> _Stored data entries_
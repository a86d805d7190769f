//! Blob storage provider abstraction layer
//!
//! This module defines the `StorageProvider` trait which abstracts the blob store used for
//! client uploads. Uploads never pass through this service: clients request a scoped client
//! token here, upload directly to the store, and the store calls back with a signed
//! upload-completed notification.

use async_trait::async_trait;
use serde::{Deserialize, Serialize};
use std::sync::Arc;
use std::time::Duration;

use crate::config::StorageConfig;

pub mod dummy;
pub mod managed;

/// How long a minted client token stays valid.
pub const CLIENT_TOKEN_VALIDITY: Duration = Duration::from_secs(60 * 60);

/// Create a storage provider from configuration
///
/// This is the single point where we convert config into provider instances.
/// Adding a new provider requires adding a match arm here.
pub fn create_provider(config: &StorageConfig) -> anyhow::Result<Arc<dyn StorageProvider>> {
    match config {
        StorageConfig::Managed { token, callback_url } => {
            Ok(Arc::new(managed::ManagedProvider::new(token, callback_url.clone())?))
        }
        StorageConfig::Dummy => Ok(Arc::new(dummy::DummyProvider::new())),
    }
}

/// Result type for storage provider operations
pub type Result<T> = std::result::Result<T, StorageError>;

/// Errors that can occur while brokering uploads
#[derive(Debug, thiserror::Error)]
pub enum StorageError {
    #[error("Store token is malformed")]
    MalformedStoreToken,

    #[error("Upload grant could not be encoded: {0}")]
    GrantEncoding(String),

    #[error("Missing callback signature header")]
    MissingSignature,

    #[error("Invalid callback signature")]
    SignatureMismatch,

    /// Error reported by the store's API, passed through verbatim so callers can
    /// surface the store's own message.
    #[error("{0}")]
    ProviderApi(String),
}

/// The scoped permissions encoded into a client token.
///
/// This is what the uploading browser presents to the store, so it carries everything the
/// store needs to enforce the upload policy and to call back when the upload completes.
/// Field names follow the store's wire format.
#[derive(Debug, Clone, PartialEq, Serialize, Deserialize)]
#[serde(rename_all = "camelCase")]
pub struct ClientTokenGrant {
    /// Path the upload must be stored under
    pub pathname: String,
    /// Callback the store invokes once the upload lands
    #[serde(skip_serializing_if = "Option::is_none")]
    pub on_upload_completed: Option<UploadCompletionHook>,
    /// Upper bound on the uploaded file size, in bytes
    pub maximum_size_in_bytes: u64,
    /// Content types the store will accept for this upload
    pub allowed_content_types: Vec<String>,
    /// Expiry of this token as a unix timestamp in milliseconds
    pub valid_until: i64,
}

/// Where and with what context the store reports a completed upload.
#[derive(Debug, Clone, PartialEq, Serialize, Deserialize)]
#[serde(rename_all = "camelCase")]
pub struct UploadCompletionHook {
    /// URL of this service's upload endpoint
    pub callback_url: String,
    /// Opaque state echoed back in the completion callback
    #[serde(skip_serializing_if = "Option::is_none")]
    pub token_payload: Option<String>,
}

/// Abstract blob store interface
///
/// Implementors broker direct-to-store uploads: minting client tokens and authenticating the
/// store's completion callbacks.
#[async_trait]
pub trait StorageProvider: Send + Sync {
    /// Mint a scoped client token for a direct-to-store upload.
    ///
    /// Providers configured with a callback URL override rewrite the grant's completion hook
    /// to point at it (useful behind tunnels where the client-visible URL is not reachable
    /// from the store).
    async fn grant_client_token(&self, grant: &ClientTokenGrant) -> Result<String>;

    /// Verify that an upload-completed callback genuinely came from the store.
    ///
    /// `body` is the raw request body exactly as received; the signature covers every byte.
    async fn verify_callback(&self, headers: &axum::http::HeaderMap, body: &str) -> Result<()>;
}
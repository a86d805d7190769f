use axum::{
    http::StatusCode,
    response::{IntoResponse, Response},
};
use thiserror::Error as ThisError;

#[derive(ThisError, Debug)]
pub enum Error {
    /// Authentication required but not provided
    #[error("Not authenticated")]
    Unauthenticated { message: Option<String> },

    /// Request arrived with no body where one is required
    #[error("Request body is empty")]
    EmptyBody,

    /// Invalid request data or business rule violation
    #[error("{message}")]
    BadRequest { message: String },

    /// Upload protocol failure reported back to the uploading client
    #[error("{message}")]
    UploadProtocol { message: String },

    /// Requested resource not found
    #[error("{resource} with ID {id} not found")]
    NotFound { resource: String, id: String },

    /// A model or storage backend request failed
    #[error("Upstream {service} error: {message}")]
    Upstream { service: String, message: String },

    /// Generic internal service error
    #[error("Failed to {operation}")]
    Internal { operation: String },

    /// Unexpected error with full context chain
    #[error(transparent)]
    Other(#[from] anyhow::Error),
}

impl Error {
    pub fn status_code(&self) -> StatusCode {
        match self {
            Error::Unauthenticated { .. } => StatusCode::UNAUTHORIZED,
            Error::EmptyBody => StatusCode::BAD_REQUEST,
            Error::BadRequest { .. } => StatusCode::BAD_REQUEST,
            Error::UploadProtocol { .. } => StatusCode::BAD_REQUEST,
            Error::NotFound { .. } => StatusCode::NOT_FOUND,
            Error::Upstream { .. } => StatusCode::BAD_GATEWAY,
            Error::Internal { .. } => StatusCode::INTERNAL_SERVER_ERROR,
            Error::Other(_) => StatusCode::INTERNAL_SERVER_ERROR,
        }
    }

    /// Returns a user-safe error message, without leaking internal implementation details
    pub fn user_message(&self) -> String {
        match self {
            Error::Unauthenticated { message } => message.clone().unwrap_or_else(|| "Unauthorized".to_string()),
            Error::EmptyBody => "Request body is empty".to_string(),
            Error::BadRequest { message } => message.clone(),
            Error::UploadProtocol { message } => message.clone(),
            Error::NotFound { resource, id } => {
                format!("{resource} with ID {id} not found")
            }
            Error::Upstream { service, .. } => format!("{service} request failed"),
            Error::Internal { .. } => "Internal server error".to_string(),
            Error::Other(_) => "Internal server error".to_string(),
        }
    }
}

impl IntoResponse for Error {
    fn into_response(self) -> Response {
        // Log full error details for debugging - different log levels based on severity
        match &self {
            Error::Internal { .. } | Error::Other(_) => {
                tracing::error!("Internal service error: {:#}", self);
            }
            Error::Upstream { .. } => {
                tracing::warn!("Upstream service error: {}", self);
            }
            Error::Unauthenticated { .. } => {
                tracing::info!("Authorization error: {}", self);
            }
            Error::EmptyBody | Error::BadRequest { .. } | Error::NotFound { .. } | Error::UploadProtocol { .. } => {
                tracing::debug!("Client error: {}", self);
            }
        }

        let status = self.status_code();

        // The upload client consumes errors as `{"error": ...}` JSON; everything else is text
        match &self {
            Error::Unauthenticated { .. } | Error::UploadProtocol { .. } => {
                use serde_json::json;
                let body = json!({ "error": self.user_message() });

                (status, axum::response::Json(body)).into_response()
            }
            _ => {
                let user_message = self.user_message();
                (status, user_message).into_response()
            }
        }
    }
}

/// Convert from String errors (e.g., from external functions)
impl From<String> for Error {
    fn from(msg: String) -> Self {
        Error::Internal { operation: msg }
    }
}

/// Type alias for service operation results
pub type Result<T> = std::result::Result<T, Error>;
//! HTTP request handlers for all API endpoints.
//!
//! This module contains Axum route handlers organized by resource type.
//! Each handler is responsible for:
//! - Request validation and deserialization
//! - Authentication checks
//! - Business logic execution via the model registry and storage provider
//! - Response serialization
//!
//! # Handler Modules
//!
//! - [`chat`]: Streaming chat completions
//! - [`models`]: Model discovery for the frontend's model picker
//! - [`uploads`]: Client-upload token grants and store completion callbacks
//!
//! # Authentication
//!
//! All handlers require authentication via the frontend's session cookie or the same
//! session token as a bearer header. The [`crate::auth`] module provides the
//! [`crate::api::models::users::CurrentUser`] extractor handlers use for this.
//!
//! # Error Handling
//!
//! Handlers return [`crate::errors::Error`] which automatically converts to
//! appropriate HTTP status codes and response bodies.

pub mod chat;
pub mod models;
pub mod uploads;
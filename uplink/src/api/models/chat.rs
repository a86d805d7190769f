//! Wire types for the chat endpoint.

use serde::Deserialize;
use utoipa::ToSchema;

use crate::ai::providers::ChatMessage;

/// A chat completion request.
#[derive(Debug, Clone, Deserialize, ToSchema)]
pub struct ChatRequest {
    /// Model slot id to serve the request with. Falls back to the default chat model.
    #[serde(default)]
    pub model: Option<String>,
    /// Conversation so far, oldest message first
    pub messages: Vec<ChatMessage>,
}
//! # uplink: Upload and Model Gateway for LLM Chat Frontends
//!
//! `uplink` is a self-hostable backend gateway for LLM chat applications. It sits between a
//! chat frontend and the services the frontend cannot talk to directly: hosted model
//! providers and the blob store that holds user uploads. The frontend keeps the session and
//! conversation state; this service handles everything that needs server-held credentials.
//!
//! ## Overview
//!
//! Chat frontends need three things from their backend: streaming completions from model
//! providers (whose API keys must not reach the browser), a catalog of models the user can
//! pick from, and a way to accept file uploads without proxying file bytes through the app
//! server. `uplink` provides all three behind a small authenticated API, verifying the
//! session tokens the frontend's auth layer mints with a shared secret.
//!
//! ### What It Does
//!
//! When a client requests a chat completion, the service resolves the requested catalog model
//! to a hosted provider model, opens a streaming completion against the provider's
//! OpenAI-compatible endpoint, and re-encodes the response as server-sent events. Reasoning
//! models get their thinking split out of the answer text into separate reasoning deltas.
//!
//! For file uploads, the service brokers direct-to-store uploads: the browser asks for a
//! scoped client token, uploads straight to the blob store, and the store calls back with an
//! HMAC-signed completion notification. Upload size and content-type policy is embedded in
//! the token, so the store enforces it even though the bytes never pass through here.
//!
//! ## Architecture
//!
//! The application is built on [Axum](https://github.com/tokio-rs/axum) for the HTTP layer
//! and is deliberately stateless: sessions are verified (never created) here, conversation
//! history lives with the frontend, and uploaded files live in the blob store. Nothing needs
//! a database.
//!
//! ### Core Components
//!
//! The **API layer** ([`api`]) exposes the chat, model catalog, and upload endpoints under
//! `/api/*`, with interactive documentation served at `/docs`.
//!
//! The **authentication layer** ([`auth`]) validates the session JWT on every request, read
//! from the `Authorization` bearer header or from the session cookie.
//!
//! The **AI layer** ([`ai`]) maps stable catalog model ids to provider-backed models and
//! adapts provider streams, including reasoning extraction for thinking models.
//!
//! The **storage layer** ([`storage`]) mints scoped client tokens for direct-to-store
//! uploads and authenticates the store's signed completion callbacks.
//!
//! ## Quick Start
//!
//! ```no_run
//! use clap::Parser;
//! use uplink::{Application, Config};
//!
//! #[tokio::main]
//! async fn main() -> anyhow::Result<()> {
//!     // Parse CLI arguments and load configuration
//!     let args = uplink::config::Args::parse();
//!     let config = Config::load(&args)?;
//!
//!     // Initialize telemetry (structured logging and optional OpenTelemetry)
//!     uplink::telemetry::init_telemetry(config.enable_otel_export)?;
//!
//!     // Create and start the application
//!     let app = Application::new(config)?;
//!
//!     // Run with graceful shutdown on Ctrl+C
//!     app.serve(async {
//!         tokio::signal::ctrl_c().await.expect("Failed to listen for Ctrl+C");
//!     }).await?;
//!
//!     Ok(())
//! }
//! ```
//!
//! ## Configuration
//!
//! See the [`config`] module for configuration options.
pub mod ai;
pub mod api;
pub mod auth;
pub mod config;
pub mod errors;
mod openapi;
pub mod storage;
pub mod telemetry;
mod types;

#[cfg(any(test, feature = "test-utils"))]
pub mod test_utils;

use crate::ai::catalog::ModelRegistry;
use crate::config::CorsOrigin;
use crate::openapi::ApiDoc;
use crate::storage::StorageProvider;
use axum::http::HeaderValue;
use axum::{
    Router, http,
    routing::{get, post},
};
use bon::Builder;
pub use config::Config;
use std::sync::Arc;
use tokio::net::TcpListener;
use tower_http::{
    cors::CorsLayer,
    trace::{DefaultMakeSpan, DefaultOnRequest, DefaultOnResponse, TraceLayer},
};
use tracing::{Level, debug, info, instrument};
use utoipa::OpenApi;
use utoipa_scalar::{Scalar, Servable};

pub use types::UserId;

/// Application state shared across all request handlers.
///
/// This struct contains all the shared resources needed by the API handlers:
/// configuration, the model registry, and the storage provider.
///
/// # Fields
///
/// - `config`: Application configuration loaded from environment/files
/// - `registry`: Catalog of models the service exposes, resolved to provider backends
/// - `storage`: Blob store used to broker client uploads
///
/// # Example
///
/// ```ignore
/// let state = AppState::builder()
///     .config(config)
///     .registry(registry)
///     .storage(storage)
///     .build();
/// ```
#[derive(Clone, Builder)]
pub struct AppState {
    pub config: Config,
    pub registry: Arc<ModelRegistry>,
    pub storage: Arc<dyn StorageProvider>,
}

/// Create CORS layer from configuration
fn create_cors_layer(config: &Config) -> anyhow::Result<CorsLayer> {
    let mut origins = Vec::new();
    for origin in &config.auth.security.cors.allowed_origins {
        let header_value = match origin {
            CorsOrigin::Wildcard => "*".parse::<HeaderValue>()?,
            CorsOrigin::Url(url) => url.as_str().parse::<HeaderValue>()?,
        };
        origins.push(header_value);
    }

    let mut cors = CorsLayer::new()
        .allow_origin(origins)
        .allow_credentials(config.auth.security.cors.allow_credentials)
        .allow_headers(vec![http::header::AUTHORIZATION, http::header::CONTENT_TYPE])
        .expose_headers(vec![http::header::LOCATION]);

    if let Some(max_age) = config.auth.security.cors.max_age {
        cors = cors.max_age(std::time::Duration::from_secs(max_age));
    }

    Ok(cors)
}

/// Build the main application router with all endpoints and middleware.
///
/// This function constructs the complete Axum router with:
/// - Chat completion streaming (`/api/chat`)
/// - Model catalog listing (`/api/models`)
/// - Upload brokering (`/api/files/upload`)
/// - Interactive API documentation at `/docs`
/// - CORS configuration
/// - Tracing middleware
///
/// # Errors
///
/// Returns an error if the CORS configuration is invalid.
#[instrument(skip_all)]
pub fn build_router(state: AppState) -> anyhow::Result<Router> {
    let router = Router::new()
        .route("/healthz", get(|| async { "OK" }))
        .route("/api/chat", post(api::handlers::chat::chat))
        .route("/api/models", get(api::handlers::models::list_models))
        .route("/api/files/upload", post(api::handlers::uploads::upload))
        .with_state(state.clone())
        .merge(Scalar::with_url("/docs", ApiDoc::openapi()));

    // Create CORS layer from config
    let cors_layer = create_cors_layer(&state.config)?;
    let router = router.layer(cors_layer);

    // Add tracing layer
    let router = router.layer(
        TraceLayer::new_for_http()
            .make_span_with(DefaultMakeSpan::new().level(Level::INFO))
            .on_request(DefaultOnRequest::new().level(Level::INFO))
            .on_response(DefaultOnResponse::new().level(Level::INFO)),
    );

    Ok(router)
}

/// Main application struct that owns all resources and lifecycle.
///
/// # Lifecycle
///
/// 1. **Create**: [`Application::new`] builds the model registry and storage provider from
///    configuration and assembles the router
/// 2. **Serve**: [`Application::serve`] binds to a TCP port and starts handling requests
/// 3. **Shutdown**: When the shutdown signal resolves, in-flight requests drain and
///    telemetry is flushed
pub struct Application {
    router: Router,
    config: Config,
}

impl Application {
    /// Create a new application instance with all resources initialized
    pub fn new(config: Config) -> anyhow::Result<Self> {
        debug!("Starting gateway with configuration: {:#?}", config);

        let registry = Arc::new(ModelRegistry::from_config(&config.providers));
        let storage = storage::create_provider(&config.storage)?;

        let state = AppState::builder()
            .config(config.clone())
            .registry(registry)
            .storage(storage)
            .build();

        let router = build_router(state)?;

        Ok(Self { router, config })
    }

    /// Convert application into a test server (for tests)
    #[cfg(test)]
    pub fn into_test_server(self) -> axum_test::TestServer {
        axum_test::TestServer::new(self.router.into_make_service()).expect("Failed to create test server")
    }

    /// Start serving the application
    pub async fn serve<F>(self, shutdown: F) -> anyhow::Result<()>
    where
        F: std::future::Future<Output = ()> + Send + 'static,
    {
        let bind_addr = self.config.bind_address();
        let listener = TcpListener::bind(&bind_addr).await?;
        info!(
            "Gateway listening on http://{}, available at http://localhost:{}",
            bind_addr, self.config.port
        );

        // Run the server with graceful shutdown
        axum::serve(listener, self.router.into_make_service())
            .with_graceful_shutdown(shutdown)
            .await?;

        // Shutdown telemetry
        info!("Shutting down telemetry...");
        telemetry::shutdown_telemetry();

        Ok(())
    }
}
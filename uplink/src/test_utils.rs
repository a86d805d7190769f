//! Test utilities for integration testing (available with `test-utils` feature).

use std::sync::{Arc, Once};
use uuid::Uuid;

use crate::AppState;
use crate::ai::catalog::ModelRegistry;
use crate::api::models::users::CurrentUser;
use crate::config::{Config, StorageConfig};
use crate::storage::create_provider;

/// Read-write store token used by tests. Store id is `teststore`.
pub const TEST_STORE_TOKEN: &str = "blob_rw_teststore_testsecret";

/// Install the process-wide rustls crypto provider.
///
/// `reqwest` is built with `rustls-no-provider`, so constructing any HTTP client panics
/// until a provider is installed. `main` does this at startup; tests go through here.
pub fn install_crypto_provider() {
    static INSTALL: Once = Once::new();
    INSTALL.call_once(|| {
        rustls::crypto::aws_lc_rs::default_provider()
            .install_default()
            .ok();
    });
}

pub fn create_test_config() -> Config {
    Config {
        host: "127.0.0.1".to_string(),
        port: 0,
        secret_key: Some("test-secret-key-for-testing-only".to_string()),
        storage: StorageConfig::Managed {
            token: TEST_STORE_TOKEN.to_string(),
            callback_url: None,
        },
        ..Default::default()
    }
}

pub fn create_test_state(config: Config) -> AppState {
    install_crypto_provider();
    let registry = Arc::new(ModelRegistry::from_config(&config.providers));
    let storage = create_provider(&config.storage).expect("Failed to create storage provider");

    AppState::builder().config(config).registry(registry).storage(storage).build()
}

pub fn test_user() -> CurrentUser {
    let user_id = Uuid::new_v4();
    CurrentUser {
        id: user_id,
        email: format!("testuser_{}@example.com", user_id.simple()),
    }
}

// axum-test is a dev-dependency, so the server helper only exists for this crate's own tests
#[cfg(test)]
pub fn create_test_server(state: AppState) -> axum_test::TestServer {
    let router = crate::build_router(state).expect("Failed to build router");
    axum_test::TestServer::new(router).expect("Failed to create test server")
}
//! Dummy storage provider for development and testing
//!
//! Mints unsigned client tokens and accepts every callback without checking signatures.
//! Useful for local development where no real blob store is wired up.

use async_trait::async_trait;
use base64::{engine::general_purpose::STANDARD as BASE64, Engine};
use tracing::info;

use super::{ClientTokenGrant, Result, StorageError, StorageProvider};

/// Storage provider that trusts everything.
#[derive(Debug, Default)]
pub struct DummyProvider;

impl DummyProvider {
    pub fn new() -> Self {
        Self
    }
}

#[async_trait]
impl StorageProvider for DummyProvider {
    async fn grant_client_token(&self, grant: &ClientTokenGrant) -> Result<String> {
        info!(pathname = %grant.pathname, "Dummy storage: minting unsigned client token");

        let grant_json = serde_json::to_string(grant)
            .map_err(|e| StorageError::GrantEncoding(e.to_string()))?;
        // Same shape as a managed token so clients can decode it, but with an empty signature
        Ok(format!(
            "blob_client_dummy_{}",
            BASE64.encode(format!(".{grant_json}"))
        ))
    }

    async fn verify_callback(&self, _headers: &axum::http::HeaderMap, _body: &str) -> Result<()> {
        info!("Dummy storage: accepting callback without signature check");
        Ok(())
    }
}

#[cfg(test)]
mod tests {
    use super::*;
    use crate::storage::managed::decode_client_token;
    use axum::http::HeaderMap;

    fn sample_grant() -> ClientTokenGrant {
        ClientTokenGrant {
            pathname: "photo.png".to_string(),
            on_upload_completed: None,
            maximum_size_in_bytes: 1024,
            allowed_content_types: vec!["image/png".to_string()],
            valid_until: 0,
        }
    }

    #[tokio::test]
    async fn test_dummy_token_decodes() {
        let provider = DummyProvider::new();
        let token = provider.grant_client_token(&sample_grant()).await.unwrap();

        let decoded = decode_client_token(&token).expect("dummy token should decode");
        assert_eq!(decoded.store_id, "dummy");
        assert_eq!(decoded.signature, "");
        assert_eq!(decoded.grant, sample_grant());
    }

    #[tokio::test]
    async fn test_dummy_accepts_any_callback() {
        let provider = DummyProvider::new();
        assert!(provider
            .verify_callback(&HeaderMap::new(), "arbitrary body")
            .await
            .is_ok());
    }
}
use clap::Parser;
use uplink::{Application, Config, telemetry};

/// Wait for shutdown signal (SIGTERM or Ctrl+C)
async fn shutdown_signal() {
    use tokio::signal;

    let ctrl_c = async {
        signal::ctrl_c().await.expect("Failed to install Ctrl+C handler");
    };

    #[cfg(unix)]
    let terminate = async {
        signal::unix::signal(signal::unix::SignalKind::terminate())
            .expect("Failed to install SIGTERM handler")
            .recv()
            .await;
    };

    #[cfg(not(unix))]
    let terminate = std::future::pending::<()>();

    tokio::select! {
        _ = ctrl_c => {
            tracing::info!("Received Ctrl+C, shutting down gracefully...");
        },
        _ = terminate => {
            tracing::info!("Received SIGTERM, shutting down gracefully...");
        },
    }
}

#[tokio::main]
async fn main() -> anyhow::Result<()> {
    // Install rustls crypto provider before anything else that might build a TLS client
    rustls::crypto::aws_lc_rs::default_provider()
        .install_default()
        .expect("Failed to install rustls crypto provider");

    // Parse CLI args
    let args = uplink::config::Args::parse();

    // Load configuration
    let config = Config::load(&args)?;

    // If --validate flag is set, exit successfully after config validation
    if args.validate {
        println!("Configuration is valid.");
        return Ok(());
    }

    // Initialize telemetry (tracing + optional OpenTelemetry)
    telemetry::init_telemetry(config.enable_otel_export)?;

    tracing::debug!("{:?}", args);

    // Run the application with graceful shutdown on SIGTERM/Ctrl+C
    let shutdown = shutdown_signal();
    Application::new(config)?.serve(shutdown).await
}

> _Work to be completed_
Which lines of the data above contain "scoped"? Copy each one.

> _Result_
//! client uploads. Uploads never pass through this service: clients request a scoped client
/// The scoped permissions encoded into a client token.
    /// Mint a scoped client token for a direct-to-store upload.
//! scoped client token, uploads straight to the blob store, and the store calls back with an
//! The **storage layer** ([`storage`]) mints scoped client tokens for direct-to-store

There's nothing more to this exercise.